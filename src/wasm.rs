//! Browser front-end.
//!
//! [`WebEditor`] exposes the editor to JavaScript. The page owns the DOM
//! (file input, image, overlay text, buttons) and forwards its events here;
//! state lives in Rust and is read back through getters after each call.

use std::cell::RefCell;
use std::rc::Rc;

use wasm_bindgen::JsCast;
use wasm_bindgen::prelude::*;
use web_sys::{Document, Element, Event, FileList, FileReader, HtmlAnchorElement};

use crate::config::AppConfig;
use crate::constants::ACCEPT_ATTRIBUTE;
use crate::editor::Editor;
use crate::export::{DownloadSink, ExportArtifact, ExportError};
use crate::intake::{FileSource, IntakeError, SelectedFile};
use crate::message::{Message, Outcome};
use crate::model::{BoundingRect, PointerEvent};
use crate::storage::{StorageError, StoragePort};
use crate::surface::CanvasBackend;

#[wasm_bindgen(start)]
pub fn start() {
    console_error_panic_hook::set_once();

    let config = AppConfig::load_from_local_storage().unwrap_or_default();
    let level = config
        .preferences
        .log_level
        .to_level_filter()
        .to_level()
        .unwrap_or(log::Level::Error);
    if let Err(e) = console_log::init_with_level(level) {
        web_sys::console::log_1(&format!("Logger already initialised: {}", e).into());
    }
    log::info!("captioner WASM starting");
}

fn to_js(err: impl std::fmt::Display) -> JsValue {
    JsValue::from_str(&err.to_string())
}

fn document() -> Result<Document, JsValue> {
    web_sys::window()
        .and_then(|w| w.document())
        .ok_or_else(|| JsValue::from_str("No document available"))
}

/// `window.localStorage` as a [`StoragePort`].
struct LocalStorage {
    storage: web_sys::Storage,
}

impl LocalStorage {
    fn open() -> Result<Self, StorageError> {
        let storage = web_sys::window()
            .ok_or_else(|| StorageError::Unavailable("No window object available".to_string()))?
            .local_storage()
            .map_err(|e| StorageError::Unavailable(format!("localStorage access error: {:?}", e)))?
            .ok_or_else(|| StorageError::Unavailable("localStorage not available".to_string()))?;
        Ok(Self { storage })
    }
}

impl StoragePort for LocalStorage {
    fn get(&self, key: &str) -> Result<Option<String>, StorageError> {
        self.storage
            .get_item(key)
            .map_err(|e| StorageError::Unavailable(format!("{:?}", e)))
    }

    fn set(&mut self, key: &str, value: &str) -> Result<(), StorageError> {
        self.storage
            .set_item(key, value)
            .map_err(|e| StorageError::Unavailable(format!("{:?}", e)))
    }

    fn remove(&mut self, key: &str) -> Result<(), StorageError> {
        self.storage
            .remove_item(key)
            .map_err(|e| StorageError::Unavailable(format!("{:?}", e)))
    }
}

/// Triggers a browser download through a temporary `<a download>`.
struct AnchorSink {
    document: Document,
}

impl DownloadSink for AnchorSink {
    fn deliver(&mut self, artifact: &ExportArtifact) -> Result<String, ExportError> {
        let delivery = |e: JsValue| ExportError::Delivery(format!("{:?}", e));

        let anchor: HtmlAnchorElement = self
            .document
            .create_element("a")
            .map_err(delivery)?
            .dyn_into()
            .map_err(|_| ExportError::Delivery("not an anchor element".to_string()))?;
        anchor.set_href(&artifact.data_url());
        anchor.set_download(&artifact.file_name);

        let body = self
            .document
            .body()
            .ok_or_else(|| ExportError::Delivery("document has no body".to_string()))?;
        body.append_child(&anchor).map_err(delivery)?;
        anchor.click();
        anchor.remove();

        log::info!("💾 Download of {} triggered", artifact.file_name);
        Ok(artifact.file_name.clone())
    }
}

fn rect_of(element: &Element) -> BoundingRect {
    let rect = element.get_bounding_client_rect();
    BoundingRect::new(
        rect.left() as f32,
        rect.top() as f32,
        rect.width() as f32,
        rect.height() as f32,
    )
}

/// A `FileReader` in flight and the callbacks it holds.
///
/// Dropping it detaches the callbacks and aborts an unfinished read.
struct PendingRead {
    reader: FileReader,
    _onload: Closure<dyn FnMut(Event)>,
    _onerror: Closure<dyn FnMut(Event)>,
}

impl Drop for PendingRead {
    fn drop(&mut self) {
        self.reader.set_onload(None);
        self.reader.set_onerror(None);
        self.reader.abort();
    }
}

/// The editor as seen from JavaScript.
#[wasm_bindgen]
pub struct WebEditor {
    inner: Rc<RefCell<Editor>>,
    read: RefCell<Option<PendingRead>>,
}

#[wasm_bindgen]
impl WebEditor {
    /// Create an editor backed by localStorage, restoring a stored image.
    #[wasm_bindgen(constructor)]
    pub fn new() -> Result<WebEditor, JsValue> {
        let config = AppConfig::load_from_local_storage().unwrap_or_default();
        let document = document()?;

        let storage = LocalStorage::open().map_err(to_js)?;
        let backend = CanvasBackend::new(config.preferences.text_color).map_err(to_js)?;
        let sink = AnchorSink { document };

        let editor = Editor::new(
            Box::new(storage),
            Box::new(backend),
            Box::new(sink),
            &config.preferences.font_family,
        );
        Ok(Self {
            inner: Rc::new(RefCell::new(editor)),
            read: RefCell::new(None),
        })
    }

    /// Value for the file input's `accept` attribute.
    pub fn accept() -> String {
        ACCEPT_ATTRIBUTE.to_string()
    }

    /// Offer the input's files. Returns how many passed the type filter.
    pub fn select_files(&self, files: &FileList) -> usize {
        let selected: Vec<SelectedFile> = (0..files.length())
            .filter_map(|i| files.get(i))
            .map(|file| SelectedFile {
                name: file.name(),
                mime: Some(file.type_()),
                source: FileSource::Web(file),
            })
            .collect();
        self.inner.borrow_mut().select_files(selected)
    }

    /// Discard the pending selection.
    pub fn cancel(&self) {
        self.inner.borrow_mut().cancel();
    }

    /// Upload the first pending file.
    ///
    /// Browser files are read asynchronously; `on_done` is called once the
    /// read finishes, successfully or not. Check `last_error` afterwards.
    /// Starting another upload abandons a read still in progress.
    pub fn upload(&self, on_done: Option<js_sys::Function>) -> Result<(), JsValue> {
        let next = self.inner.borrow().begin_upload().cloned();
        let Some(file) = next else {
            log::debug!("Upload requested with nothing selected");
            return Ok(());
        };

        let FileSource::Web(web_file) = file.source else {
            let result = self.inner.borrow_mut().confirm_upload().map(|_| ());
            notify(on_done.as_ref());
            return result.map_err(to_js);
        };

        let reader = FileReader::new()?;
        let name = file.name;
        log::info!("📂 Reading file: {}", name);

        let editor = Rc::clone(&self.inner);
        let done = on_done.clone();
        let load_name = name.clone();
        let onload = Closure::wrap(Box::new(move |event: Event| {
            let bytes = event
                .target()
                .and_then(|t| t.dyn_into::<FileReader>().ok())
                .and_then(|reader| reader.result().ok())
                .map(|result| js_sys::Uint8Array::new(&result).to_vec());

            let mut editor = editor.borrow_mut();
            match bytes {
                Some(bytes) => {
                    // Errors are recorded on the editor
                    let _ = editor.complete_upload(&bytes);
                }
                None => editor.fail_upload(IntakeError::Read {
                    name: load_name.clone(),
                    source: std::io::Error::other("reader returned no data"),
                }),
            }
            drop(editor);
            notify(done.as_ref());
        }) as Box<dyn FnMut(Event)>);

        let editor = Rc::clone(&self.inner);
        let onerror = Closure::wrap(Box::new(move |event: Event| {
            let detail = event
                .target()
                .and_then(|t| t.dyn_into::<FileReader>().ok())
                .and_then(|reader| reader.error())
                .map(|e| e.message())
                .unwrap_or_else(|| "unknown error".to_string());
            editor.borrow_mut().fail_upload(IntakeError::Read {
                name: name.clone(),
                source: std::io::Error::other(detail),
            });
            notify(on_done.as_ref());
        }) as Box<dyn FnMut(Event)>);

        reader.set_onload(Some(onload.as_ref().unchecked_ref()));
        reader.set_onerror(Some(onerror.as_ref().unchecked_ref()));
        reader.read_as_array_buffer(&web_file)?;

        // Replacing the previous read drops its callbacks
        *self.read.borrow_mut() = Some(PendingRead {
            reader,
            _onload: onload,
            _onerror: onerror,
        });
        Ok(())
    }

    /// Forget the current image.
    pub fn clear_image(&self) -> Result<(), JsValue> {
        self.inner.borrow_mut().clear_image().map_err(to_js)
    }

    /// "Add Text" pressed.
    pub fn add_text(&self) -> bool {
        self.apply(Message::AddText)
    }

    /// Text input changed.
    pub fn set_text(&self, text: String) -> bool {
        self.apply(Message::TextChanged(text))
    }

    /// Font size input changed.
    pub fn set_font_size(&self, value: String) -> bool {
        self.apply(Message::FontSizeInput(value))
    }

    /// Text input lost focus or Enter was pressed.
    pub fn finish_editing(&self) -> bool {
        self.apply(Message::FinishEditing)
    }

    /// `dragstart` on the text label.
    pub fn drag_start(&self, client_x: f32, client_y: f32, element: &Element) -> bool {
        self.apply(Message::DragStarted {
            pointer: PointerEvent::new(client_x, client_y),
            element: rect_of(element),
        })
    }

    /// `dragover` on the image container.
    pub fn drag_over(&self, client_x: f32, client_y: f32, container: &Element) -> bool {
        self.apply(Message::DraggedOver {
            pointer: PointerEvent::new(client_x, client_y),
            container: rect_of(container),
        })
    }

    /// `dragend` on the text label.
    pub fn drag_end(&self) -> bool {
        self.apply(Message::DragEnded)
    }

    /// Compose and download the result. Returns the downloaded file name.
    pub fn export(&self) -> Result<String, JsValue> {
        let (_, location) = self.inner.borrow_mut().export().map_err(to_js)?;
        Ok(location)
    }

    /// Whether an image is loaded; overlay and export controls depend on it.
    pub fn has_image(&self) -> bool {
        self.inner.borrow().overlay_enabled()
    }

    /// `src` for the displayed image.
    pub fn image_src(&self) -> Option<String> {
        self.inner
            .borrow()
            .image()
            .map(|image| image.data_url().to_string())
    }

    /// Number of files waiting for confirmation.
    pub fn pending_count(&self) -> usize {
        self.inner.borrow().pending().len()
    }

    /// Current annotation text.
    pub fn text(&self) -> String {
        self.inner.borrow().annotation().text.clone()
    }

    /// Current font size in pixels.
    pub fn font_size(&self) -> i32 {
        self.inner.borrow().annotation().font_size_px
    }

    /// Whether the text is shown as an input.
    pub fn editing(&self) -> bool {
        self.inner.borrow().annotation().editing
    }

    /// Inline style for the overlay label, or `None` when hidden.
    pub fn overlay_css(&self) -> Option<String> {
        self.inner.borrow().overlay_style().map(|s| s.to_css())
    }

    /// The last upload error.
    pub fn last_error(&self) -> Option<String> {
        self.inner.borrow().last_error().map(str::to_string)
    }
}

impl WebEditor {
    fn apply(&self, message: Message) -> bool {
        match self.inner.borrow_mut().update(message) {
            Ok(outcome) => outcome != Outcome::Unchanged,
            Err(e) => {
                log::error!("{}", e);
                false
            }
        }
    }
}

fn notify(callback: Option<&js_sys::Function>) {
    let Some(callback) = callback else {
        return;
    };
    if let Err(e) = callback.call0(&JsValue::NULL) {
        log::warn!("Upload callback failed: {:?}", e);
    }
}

****************************************

Directions for this task:
Pick every line from the listing holding the string "ExportError", and copy it.

Exercise output:
use crate::export::{DownloadSink, ExportArtifact, ExportError};
    fn deliver(&mut self, artifact: &ExportArtifact) -> Result<String, ExportError> {
        let delivery = |e: JsValue| ExportError::Delivery(format!("{:?}", e));
            .map_err(|_| ExportError::Delivery("not an anchor element".to_string()))?;
            .ok_or_else(|| ExportError::Delivery("document has no body".to_string()))?;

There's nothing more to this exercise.